The result types each have their own budget: filename matches first, then definitions, then content matches. This means grep-style hits never get crowded out by definition matches. Matching is case-insensitive unless the query contains an uppercase letter. It’s more general than grep because it knows about definitions — searching for a class name returns the definition, not just every line that mentions it. More general than find because it searches content, not just paths.
# Skill: domain-specific playbooks
The skill extension loads a named skill’s full SKILL.md verbatim. Having a dedicated skill tool means I can allow agents to load skills without granting them general filesystem read access. It also means the model doesn’t need to know where skills are located — it just asks for a skill by name.
Some skills auto-inject based on triggers: editing a .py file pulls in the Python skill, writing a blog post loads the tone guide, and so on.
# Memory: persistent context across sessions
The memory extensions let agents save things that persist across sessions. This isn’t specific to local models — even Claude Code and Codex CLI have built-in memory features. It’s just a useful pattern for any agentic workflow.
Memories can have triggers: startup for every session, tool for specific tool calls, or pattern for regex matching against messages, tool args pre-call, or tool output post-call. A pattern match on pre-run arguments blocks that call once with the memory as the reason, so you can encode rules like “before you install a package, check AGENTS.md” or “if you see error X, try Y first”.
Getting the injections to work properly has been tricky. Memories are auto-injected at most once per session, and the trigger matching happens at three points: the user message, a tool’s arguments before it runs, and a tool’s output after. A pre-run pattern match blocks the call, which is how you get “before you do X, remember Y” rules. But the system is still tweaking — I’m refining when memories fire and how they’re surfaced to avoid noise.
The memory-audit agent scans my conversations and automatically saves new memories, so I don’t have to rely on the agent being capable enough to save them itself. We cap the number of memories (both globally and per project) to keep only the ones that recently got read by agents. If I spent 10 minutes debugging the same error twice, it’ll save the fix. Tool/SDK errors get saved with scope=system, project errors with scope=project, and repeated requests or validation gotchas get saved as feedback with a rule, why, and how to apply.

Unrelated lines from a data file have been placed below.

/// A decided tree closure, ready to be written.
#[derive(Debug, Clone, PartialEq)]
pub struct CloseAction {
    pub message: String,
}

/// Decide whether to close the tree. Only sections with `close_tree` count;
/// an already-closed (or otherwise non-open) tree is left alone.
pub fn close_decision(
    failures: &[Failure],
    live: &TreeStatus,
    revision_properties: &[String],
) -> Option<CloseAction> {
    let mut closing: Vec<&Failure> = failures.iter().filter(|f| f.section.close_tree).collect();
    if closing.is_empty() {
        return None;
    }
    if !live.is_open() {
        tracing::info!(state = %live.general_state, "tree is not open, leaving it alone");
        return None;
    }
    closing.sort_by(|a, b| template_build_order(a, b));
    let template_failure = closing[0];
    let ctx = message_context(template_failure, revision_properties);
    let message = template::render(&template_failure.section.status_template, &ctx);
    Some(CloseAction {
        message: truncate_message(&message).to_string(),
    })
}

/// Record a closure the gatekeeper issued, for the reopen permission check.
pub fn record_closure(db: &mut BuildDb, status_root: &str, message: &str) {
    db.aux.insert(
        closed_tree_key(status_root),
        serde_json::json!({ "message": truncate_message(message) }),
    );
}

fn stored_closure_message(db: &BuildDb, status_root: &str) -> Option<String> {
    db.aux
        .get(&closed_tree_key(status_root))
        .and_then(|v| v.get("message"))
        .and_then(|v| v.as_str())
        .map(String::from)
}

/// Why the tree may not be reopened, for logging.
#[derive(Debug, Clone, PartialEq)]
pub enum OpenVerdict {
    Open,
    BuildsStillFailing,
    OldFailuresUnresolved,
    TreeNotClosed,
    HumanOverride,
}

/// Decide whether the tree may be reopened.
///
/// Reopening requires that the current batch is green, that no recorded
/// failure is still unresolved, that the tree is actually closed, and that
/// the live closure message is the one the gatekeeper wrote. A hand-edited
/// message means a human took over; leave the tree to them. Legacy
/// compatibility: with no stored record, the substring "automatic" in the
/// live message grants permission.
pub fn open_decision(
    db: &BuildDb,
    status_root: &str,
    live: &TreeStatus,
    current_builds_successful: bool,
    successful_builder_steps: &BuilderSteps,
) -> OpenVerdict {
    if !current_builds_successful {
        return OpenVerdict::BuildsStillFailing;
    }

    for (master, builder, _number, entry) in db.entries() {
        if !entry.finished || entry.succeeded {
            continue;
        }
        let resolved = successful_builder_steps
            .get(&(master.to_string(), builder.to_string()))
            .map(|ok| {
                entry
                    .triggered
                    .values()
                    .flatten()
                    .all(|step| ok.contains(step))
            })
            .unwrap_or(entry.triggered.is_empty());
        if !resolved {
            return OpenVerdict::OldFailuresUnresolved;
        }
    }

    if !live.is_closed() {
        return OpenVerdict::TreeNotClosed;
    }

    let permitted = match stored_closure_message(db, status_root) {
        Some(stored) => truncate_message(&stored) == truncate_message(&live.message),
        None => live.message.to_lowercase().contains("automatic"),
    };
    if !permitted {
        return OpenVerdict::HumanOverride;
    }
    OpenVerdict::Open
}

/// Compose the reopen message, decorated with a random emoji when a
/// non-empty list is supplied.
pub fn open_message(emoji: &[String]) -> String {
    match emoji.choose(&mut rand::thread_rng()) {
        Some(e) => format!("Tree is open (Automatic: {})", e),
        None => "Tree is open (Automatic)".to_string(),
    }
}

/// Forget the stored closure record after a successful reopen.
pub fn clear_closure(db: &mut BuildDb, status_root: &str) {
    db.aux.remove(&closed_tree_key(status_root));
}

/// HTTP client for the tree-status service.
pub struct TreeStatusClient {
    client: reqwest::Client,
    root: String,
    username: String,
    password: String,
}

impl TreeStatusClient {
    pub fn new(root: &str, username: &str, password: &str) -> Self {
        Self {
            client: reqwest::Client::new(),
            root: root.trim_end_matches('/').to_string(),
            username: username.to_string(),
            password: password.to_string(),
        }
    }

    pub fn root(&self) -> &str {
        &self.root
    }

    /// Read the live tree state. Some deployments answer unauthenticated
    /// reads with a login page; those get one retry with form-posted
    /// credentials.
    pub async fn fetch(&self) -> Result<TreeStatus, StatusError> {
        let url = format!("{}/current?format=json", self.root);
        let body = self
            .client
            .get(&url)
            .timeout(std::time::Duration::from_secs(60))
            .send()
            .await
            .map_err(|source| StatusError::Request {
                url: url.clone(),
                source,
            })?
            .text()
            .await
            .map_err(|source| StatusError::Request {
                url: url.clone(),
                source,
            })?;

        if let Ok(status) = serde_json::from_str::<TreeStatus>(&body) {
            return Ok(status);
        }
        if !body.contains("login") {
            return Err(StatusError::Unparseable { url });
        }

        tracing::debug!("tree status read hit a login page, retrying with credentials");
        let body = self
            .client
            .post(&url)
            .form(&[
                ("username", self.username.as_str()),
                ("password", self.password.as_str()),
            ])
            .timeout(std::time::Duration::from_secs(60))
            .send()
            .await
            .map_err(|source| StatusError::Request {
                url: url.clone(),
                source,
            })?
            .text()
            .await
            .map_err(|source| StatusError::Request {
                url: url.clone(),
                source,
            })?;
        serde_json::from_str(&body).map_err(|_| StatusError::Unparseable { url })
    }

    /// Write a new tree message.
    pub async fn post_status(&self, message: &str) -> Result<(), StatusError> {
        let url = format!("{}/status", self.root);
        let response = self
            .client
            .post(&url)
            .form(&[
                ("message", message),
                ("username", self.username.as_str()),
                ("password", self.password.as_str()),
            ])
            .timeout(std::time::Duration::from_secs(60))
            .send()
            .await
            .map_err(|source| StatusError::Request {
                url: url.clone(),
                source,
            })?;
        if !response.status().is_success() {
            return Err(StatusError::Rejected {
                url,
                code: response.status().as_u16(),
            });
        }
        Ok(())
    }
}

#[cfg(test)]
mod tests {
    use super::*;
    use crate::config::Section;
    use crate::model::{Build, BuildTuple, SourceStamp};

    fn failure(builder: &str, number: u64, start: Option<f64>, close_tree: bool) -> Failure {
        let mut section = Section::default();
        section.closing_steps.insert("compile".into());
        section.close_tree = close_tree;
        section.status_template = "Build %(builder_name)s failed: %(unsatisfied)s".into();
        section.hash = section.compute_hash();
        Failure {
            tuple: BuildTuple {
                build: Build {
                    builder_name: builder.into(),
                    number,
                    steps: vec![],
                    results: Some(2),
                    properties: vec![],
                    blame: vec!["dev@x.org".into()],
                    source_stamp: SourceStamp::default(),
                    times: vec![start, None],
                    reason: None,
                },
                master: "http://m/chromium".into(),
                builder: builder.into(),
                number,
            },
            section,
            unsatisfied: ["compile".to_string()].into(),
        }
    }

    fn open_tree() -> TreeStatus {
        TreeStatus {
            general_state: "open".into(),
            message: "Tree is open (Automatic)".into(),
        }
    }

    fn closed_tree(message: &str) -> TreeStatus {
        TreeStatus {
            general_state: "closed".into(),
            message: message.into(),
        }
    }

    #[test]
    fn close_renders_template_from_first_failure() {
        let action = close_decision(&[failure("B", 10, Some(5.0), true)], &open_tree(), &[]);
        assert_eq!(
            action,
            Some(CloseAction {
                message: "Build B failed: compile".into()
            })
        );
    }

    #[test]
    fn close_skips_non_closing_sections() {
        assert_eq!(
            close_decision(&[failure("B", 10, Some(5.0), false)], &open_tree(), &[]),
            None
        );
    }

    #[test]
    fn close_never_closes_an_already_closed_tree() {
        assert_eq!(
            close_decision(
                &[failure("B", 10, Some(5.0), true)],
                &closed_tree("closed"),
                &[]
            ),
            None
        );
    }

    #[test]
    fn template_build_is_newest_by_start_time_missing_last() {
        let failures = vec![
            failure("Old", 10, Some(1.0), true),
            failure("NoTime", 12, None, true),
            failure("New", 11, Some(9.0), true),
        ];
        let action = close_decision(&failures, &open_tree(), &[]).unwrap();
        assert_eq!(action.message, "Build New failed: compile");
    }

    #[test]
    fn truncation_respects_limit_and_char_boundaries() {
        let long = "x".repeat(600);
        assert_eq!(truncate_message(&long).len(), MESSAGE_LIMIT);
        let emoji = "☃".repeat(300);
        let t = truncate_message(&emoji);
        assert!(t.len() <= MESSAGE_LIMIT);
        assert!(emoji.starts_with(t));
    }

    #[test]
    fn open_requires_green_batch() {
        let db = BuildDb::default();
        assert_eq!(
            open_decision(
                &db,
                "http://tree",
                &closed_tree("Tree is closed (Automatic)"),
                false,
                &BuilderSteps::new()
            ),
            OpenVerdict::BuildsStillFailing
        );
    }

    #[test]
    fn open_requires_closed_tree() {
        let db = BuildDb::default();
        assert_eq!(
            open_decision(
                &db,
                "http://tree",
                &open_tree(),
                true,
                &BuilderSteps::new()
            ),
            OpenVerdict::TreeNotClosed
        );
    }

    #[test]
    fn open_blocked_by_unresolved_recorded_failure() {
        let mut db = BuildDb::default();
        let entry = db.get_or_create("http://m", "B", 10);
        entry.finished = true;
        entry.succeeded = false;
        entry
            .triggered
            .insert("hash".into(), ["compile".to_string()].into());
        assert_eq!(
            open_decision(
                &db,
                "http://tree",
                &closed_tree("Tree is closed (Automatic)"),
                true,
                &BuilderSteps::new()
            ),
            OpenVerdict::OldFailuresUnresolved
        );

        // A newer build that ran compile successfully resolves it.
        let mut steps = BuilderSteps::new();
        steps.insert(
            ("http://m".into(), "B".into()),
            ["compile".to_string()].into(),
        );
        assert_eq!(
            open_decision(
                &db,
                "http://tree",
                &closed_tree("Tree is closed (Automatic)"),
                true,
                &steps
            ),
            OpenVerdict::Open
        );
    }

    #[test]
    fn open_permitted_only_for_own_closure_message() {
        let mut db = BuildDb::default();
        record_closure(&mut db, "http://tree", "Build B failed: compile");
        assert_eq!(
            open_decision(
                &db,
                "http://tree",
                &closed_tree("Build B failed: compile"),
                true,
                &BuilderSteps::new()
            ),
            OpenVerdict::Open
        );
        // Human edited the message: hands off.
        assert_eq!(
            open_decision(
                &db,
                "http://tree",
                &closed_tree("Out for lunch"),
                true,
                &BuilderSteps::new()
            ),
            OpenVerdict::HumanOverride
        );
    }

    #[test]
    fn legacy_automatic_substring_grants_permission() {
        let db = BuildDb::default();
        assert_eq!(
            open_decision(
                &db,
                "http://tree",
                &closed_tree("Tree is closed (AUTOMATIC: compile)"),
                true,
                &BuilderSteps::new()
            ),
            OpenVerdict::Open
        );
        assert_eq!(
            open_decision(
                &db,
                "http://tree",
                &closed_tree("Out for lunch"),
                true,
                &BuilderSteps::new()
            ),
            OpenVerdict::HumanOverride
        );
    }

    #[test]
    fn clear_closure_removes_record() {
        let mut db = BuildDb::default();
        record_closure(&mut db, "http://tree", "msg");
        clear_closure(&mut db, "http://tree");
        assert!(db.aux.is_empty());
    }

    #[test]
    fn open_message_with_and_without_emoji() {
        assert_eq!(open_message(&[]), "Tree is open (Automatic)");
        let m = open_message(&["☀".to_string()]);
        assert_eq!(m, "Tree is open (Automatic: ☀)");
    }

    #[test]
    fn message_context_carries_placeholders() {
        let ctx = message_context(&failure("B", 10, Some(5.0), true), &[]);
        assert_eq!(ctx["builder_name"], "B");
        assert_eq!(ctx["unsatisfied"], "compile");
        assert_eq!(ctx["blamelist"], "dev@x.org");
        assert_eq!(ctx["buildnumber"], "10");
        assert_eq!(ctx["project_name"], "chromium");
        assert_eq!(ctx["result"], "failure");
        assert_eq!(ctx["build_url"], "http://m/chromium/builders/B/builds/10");
    }
}
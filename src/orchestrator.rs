//! Pipeline driver.
//!
//! Owns the build db for the whole run: every stage returns values and the
//! orchestrator applies them, so there is exactly one mutation site. The db
//! is saved on the way out unless the run was a sync, a simulation, or
//! explicitly told not to.

use std::collections::BTreeSet;
use std::path::PathBuf;

use anyhow::{Context, Result};

use crate::build_db::BuildDb;
use crate::classifier::{self, Classification};
use crate::config::GatekeeperConfig;
use crate::debounce::debounce;
use crate::errors::ConfigError;
use crate::model::{Build, BuildTuple, Step, results};
use crate::notifier::{
    self, MailerConfig, Notifier, build_payload, group_payloads, normalize_watchers,
    resolve_watchers,
};
use crate::revisions::RevisionFilter;
use crate::scanner::BuildScanner;
use crate::tree::{self, OpenVerdict, TreeStatusClient};

/// A synthetic failing build injected instead of a network scan, used for
/// notification drills.
#[derive(Debug, Clone)]
pub struct SimulatedFailure {
    pub master: String,
    pub builder: String,
    pub steps: Vec<String>,
}

/// Everything the pipeline needs, assembled once from the CLI.
#[derive(Debug, Clone)]
pub struct RunOptions {
    pub masters: Vec<String>,
    pub config_path: PathBuf,
    pub build_db_path: PathBuf,
    pub clear_build_db: bool,
    pub sync_build_db: bool,
    pub skip_build_db_update: bool,
    pub set_status: bool,
    pub open_tree: bool,
    pub status_url: Option<String>,
    pub status_user: String,
    pub password: String,
    pub track_revisions: bool,
    pub revision_properties: Vec<String>,
    pub sheriff_url: Option<String>,
    pub from_addr: String,
    pub email_domain: String,
    pub filter_domains: Option<BTreeSet<String>>,
    pub email_app_url: Option<String>,
    pub email_app_secret: Option<String>,
    pub parallelism: usize,
    pub emoji: Vec<String>,
    pub simulate: Option<SimulatedFailure>,
}

/// Run the full gatekeeper pipeline once.
pub async fn run(options: RunOptions) -> Result<()> {
    let mut config = GatekeeperConfig::load(&options.config_path)?;
    config.inject_hashes();

    for master in &options.masters {
        if config.sections_for(master).is_empty() {
            return Err(ConfigError::UnknownMaster(master.clone()).into());
        }
    }

    let mut db = if options.clear_build_db {
        let empty = BuildDb::default();
        empty.save(&options.build_db_path)?;
        empty
    } else {
        BuildDb::load(&options.build_db_path)?
    };

    let build_tuples = match &options.simulate {
        Some(sim) => simulate_scan(sim, &db),
        None => {
            let scanner = BuildScanner::new(options.parallelism);
            let (_master_jsons, tuples) = scanner.scan(&options.masters, &db).await;
            tuples
        }
    };
    tracing::info!(builds = build_tuples.len(), "scan complete");

    if options.sync_build_db {
        for tuple in &build_tuples {
            db.get_or_create(&tuple.master, &tuple.builder, tuple.number);
        }
        db.save(&options.build_db_path)?;
        return Ok(());
    }

    let classification = classifier::classify(&config, &build_tuples);
    propagate_results(&mut db, &classification, &build_tuples);

    let status_client = options.status_url.as_ref().map(|url| {
        TreeStatusClient::new(url, &options.status_user, &options.password)
    });

    if options.open_tree {
        if let Some(client) = &status_client {
            maybe_open_tree(client, &mut db, &classification, &options.emoji).await;
        }
    }

    let mut failures = classification.failures.clone();
    if options.track_revisions {
        let filter = RevisionFilter::new(options.revision_properties.clone());
        failures = filter.filter(&mut db.aux, failures);
    }
    let failures = debounce(&mut db, failures, classification.current_builds_successful);
    tracing::info!(failures = failures.len(), "failures after debounce");

    if options.set_status {
        if let Some(client) = &status_client {
            maybe_close_tree(client, &mut db, &failures, &options.revision_properties).await;
        }
    }

    if let (Some(url), Some(secret)) = (&options.email_app_url, &options.email_app_secret) {
        let mailer = MailerConfig {
            url: url.clone(),
            secret: secret.clone(),
            from_addr: options.from_addr.clone(),
            default_email_domain: options.email_domain.clone(),
            filter_domains: options.filter_domains.clone(),
        };
        notify(&options, mailer, &failures).await;
    }

    if !options.skip_build_db_update && options.simulate.is_none() {
        db.save(&options.build_db_path)?;
    }
    Ok(())
}

/// Mark finished builds in the db. Unfinished builds may sit in failure
/// analysis but are not recorded until they finish.
fn propagate_results(
    db: &mut BuildDb,
    classification: &Classification,
    build_tuples: &[BuildTuple],
) {
    let succeeded: BTreeSet<String> = classification
        .succeeded
        .iter()
        .map(|t| t.key().to_string())
        .collect();
    for tuple in build_tuples {
        if tuple.build.is_finished() {
            let ok = succeeded.contains(&tuple.key().to_string());
            db.record_result(&tuple.master, &tuple.builder, tuple.number, ok);
        }
    }
}

async fn maybe_open_tree(
    client: &TreeStatusClient,
    db: &mut BuildDb,
    classification: &Classification,
    emoji: &[String],
) {
    let live = match client.fetch().await {
        Ok(live) => live,
        Err(err) => {
            tracing::warn!(error = %err, "could not read tree status, skipping open");
            return;
        }
    };
    let verdict = tree::open_decision(
        db,
        client.root(),
        &live,
        classification.current_builds_successful,
        &classification.successful_builder_steps,
    );
    if verdict != OpenVerdict::Open {
        tracing::info!(?verdict, "not reopening tree");
        return;
    }
    let message = tree::open_message(emoji);
    match client.post_status(&message).await {
        Ok(()) => {
            tracing::info!(message = %message, "tree reopened");
            tree::clear_closure(db, client.root());
        }
        Err(err) => tracing::error!(error = %err, "tree reopen write failed"),
    }
}

async fn maybe_close_tree(
    client: &TreeStatusClient,
    db: &mut BuildDb,
    failures: &[classifier::Failure],
    revision_properties: &[String],
) {
    if failures.is_empty() {
        return;
    }
    let live = match client.fetch().await {
        Ok(live) => live,
        Err(err) => {
            tracing::warn!(error = %err, "could not read tree status, skipping close");
            return;
        }
    };
    let Some(action) = tree::close_decision(failures, &live, revision_properties) else {
        return;
    };
    match client.post_status(&action.message).await {
        Ok(()) => {
            tracing::info!(message = %action.message, "tree closed");
            tree::record_closure(db, client.root(), &action.message);
        }
        Err(err) => tracing::error!(error = %err, "tree close write failed"),
    }
}

async fn notify(options: &RunOptions, mailer: MailerConfig, failures: &[classifier::Failure]) {
    let client = reqwest::Client::new();
    let mut items = Vec::new();
    for failure in failures {
        let sheriffs = match &options.sheriff_url {
            Some(pattern) => {
                notifier::fetch_sheriffs(&client, pattern, &failure.section.sheriff_classes).await
            }
            None => BTreeSet::new(),
        };
        let watchers = normalize_watchers(
            resolve_watchers(failure, &sheriffs),
            &mailer.default_email_domain,
            mailer.filter_domains.as_ref(),
        );
        items.push((build_payload(failure, &mailer), watchers));
    }
    let groups = group_payloads(items);
    Notifier::new(mailer).send_all(groups).await;
}

fn simulate_scan(sim: &SimulatedFailure, db: &BuildDb) -> Vec<BuildTuple> {
    let number = db.highest_build(&sim.master, &sim.builder).map_or(1, |n| n + 1);
    let steps = sim
        .steps
        .iter()
        .map(|name| Step {
            name: name.clone(),
            is_finished: true,
            results: Some(results::FAILURE),
            text: vec![],
            logs: vec![],
            urls: serde_json::Value::Null,
            times: vec![Some(0.0), Some(1.0)],
        })
        .collect();
    let build = Build {
        builder_name: sim.builder.clone(),
        number,
        steps,
        results: Some(results::FAILURE),
        properties: vec![],
        blame: vec![],
        source_stamp: Default::default(),
        times: vec![Some(0.0), Some(1.0)],
        reason: Some("simulation".into()),
    };
    tracing::info!(master = %sim.master, builder = %sim.builder, number, "simulating failure");
    vec![BuildTuple {
        build,
        master: sim.master.clone(),
        builder: sim.builder.clone(),
        number,
    }]
}

/// Read an emoji list: one emoji per line, blank lines and `#` comments
/// skipped. The literal value "None" disables decoration.
pub fn load_emoji(path: Option<&str>) -> Result<Vec<String>> {
    let Some(path) = path else {
        return Ok(Vec::new());
    };
    if path == "None" {
        return Ok(Vec::new());
    }
    let content = std::fs::read_to_string(path)
        .with_context(|| format!("Failed to read emoji file {}", path))?;
    Ok(content
        .lines()
        .map(str::trim)
        .filter(|line| !line.is_empty() && !line.starts_with('#'))
        .map(String::from)
        .collect())
}

#[cfg(test)]
mod tests {
    use super::*;

    #[test]
    fn simulate_scan_builds_a_failing_build() {
        let sim = SimulatedFailure {
            master: "http://m".into(),
            builder: "B".into(),
            steps: vec!["compile".into(), "test".into()],
        };
        let db = BuildDb::default();
        let tuples = simulate_scan(&sim, &db);
        assert_eq!(tuples.len(), 1);
        let build = &tuples[0].build;
        assert_eq!(build.number, 1);
        assert!(build.is_finished());
        assert_eq!(build.finished_steps().len(), 2);
        assert!(build.successful_steps().is_empty());
    }

    #[test]
    fn simulate_scan_numbers_above_high_water_mark() {
        let sim = SimulatedFailure {
            master: "http://m".into(),
            builder: "B".into(),
            steps: vec!["compile".into()],
        };
        let mut db = BuildDb::default();
        db.get_or_create("http://m", "B", 41);
        assert_eq!(simulate_scan(&sim, &db)[0].number, 42);
    }

    #[test]
    fn propagate_marks_only_finished_builds() {
        let mut section = crate::config::Section::default();
        section.closing_steps.insert("compile".into());
        let mut config = GatekeeperConfig::default();
        config.masters.insert("http://m".into(), vec![section]);
        config.inject_hashes();

        let finished_ok: BuildTuple = BuildTuple {
            build: serde_json::from_value(serde_json::json!({
                "builderName": "B", "number": 11, "results": 0,
                "steps": [{"name": "compile", "isFinished": true, "results": 0}]
            }))
            .unwrap(),
            master: "http://m".into(),
            builder: "B".into(),
            number: 11,
        };
        let running: BuildTuple = BuildTuple {
            build: serde_json::from_value(serde_json::json!({
                "builderName": "B", "number": 12
            }))
            .unwrap(),
            master: "http://m".into(),
            builder: "B".into(),
            number: 12,
        };
        let tuples = vec![running.clone(), finished_ok.clone()];
        let classification = classifier::classify(&config, &tuples);

        let mut db = BuildDb::default();
        propagate_results(&mut db, &classification, &tuples);
        assert!(db.get("http://m", "B", 11).unwrap().finished);
        assert!(db.get("http://m", "B", 11).unwrap().succeeded);
        assert!(db.get("http://m", "B", 12).is_none());
    }

    #[test]
    fn load_emoji_handles_none_and_comments() {
        assert!(load_emoji(None).unwrap().is_empty());
        assert!(load_emoji(Some("None")).unwrap().is_empty());

        let dir = tempfile::tempdir().unwrap();
        let path = dir.path().join("emoji.txt");
        std::fs::write(&path, "# happy trees\n☀\n\n☃\n").unwrap();
        let emoji = load_emoji(Some(path.to_str().unwrap())).unwrap();
        assert_eq!(emoji, vec!["☀".to_string(), "☃".to_string()]);
    }
}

One of my saved memories fires on the pattern (npm|pnpm|yarn) (add|install) — before any package install, it blocks the call and reminds the agent to check if the package is already a dev dependency, or if there’s a local alternative. Another fires on git commit and reminds the agent to run lint-staged first. Small things, but they catch mistakes before they happen.
# VM-isolation: file protection against agent accidents
Despite the name, this extension doesn’t actually use VMs — it’s a safety net built on macOS’s APFS snapshots plus pattern-based command filtering. Before every agent run, it creates a Time Machine local snapshot, giving me instant rollback if something goes wrong. The snapshot is named pi-protect-<timestamp> and automatically cleaned up after 7 days or after a successful rollback.
During the run, every bash tool call is intercepted and checked against dangerous patterns: rm -rf / and rm -rf * are blocked as critical, dd and mkfs as high risk, even rm file triggers a medium-risk warning. The extension also maintains a path whitelist (project directory, /tmp/, /var/folders/) and warns when agents try to write outside allowed paths. It’s git-aware too — modifications to tracked files get flagged so I can spot unexpected changes.
The threat model is accidents, not adversaries. A determined agent could bypass pattern matching via variable substitution or piped execution, but that’s not what this is for. It’s there to catch the agent if it hallucinates and tries to rm -rf build on the wrong directory, or if I accidentally give it a destructive command. The snapshot is filesystem-level — immune to rm -rf — and creation takes ~0.5 seconds with negligible performance impact during normal operation.
I can list snapshots with /protect snapshots and rollback with /protect rollback pi-protect-2026-06-07T14-00-57Z. The agent itself can use tmutil compare to see what files changed between snapshots, which is useful when reviewing what it did.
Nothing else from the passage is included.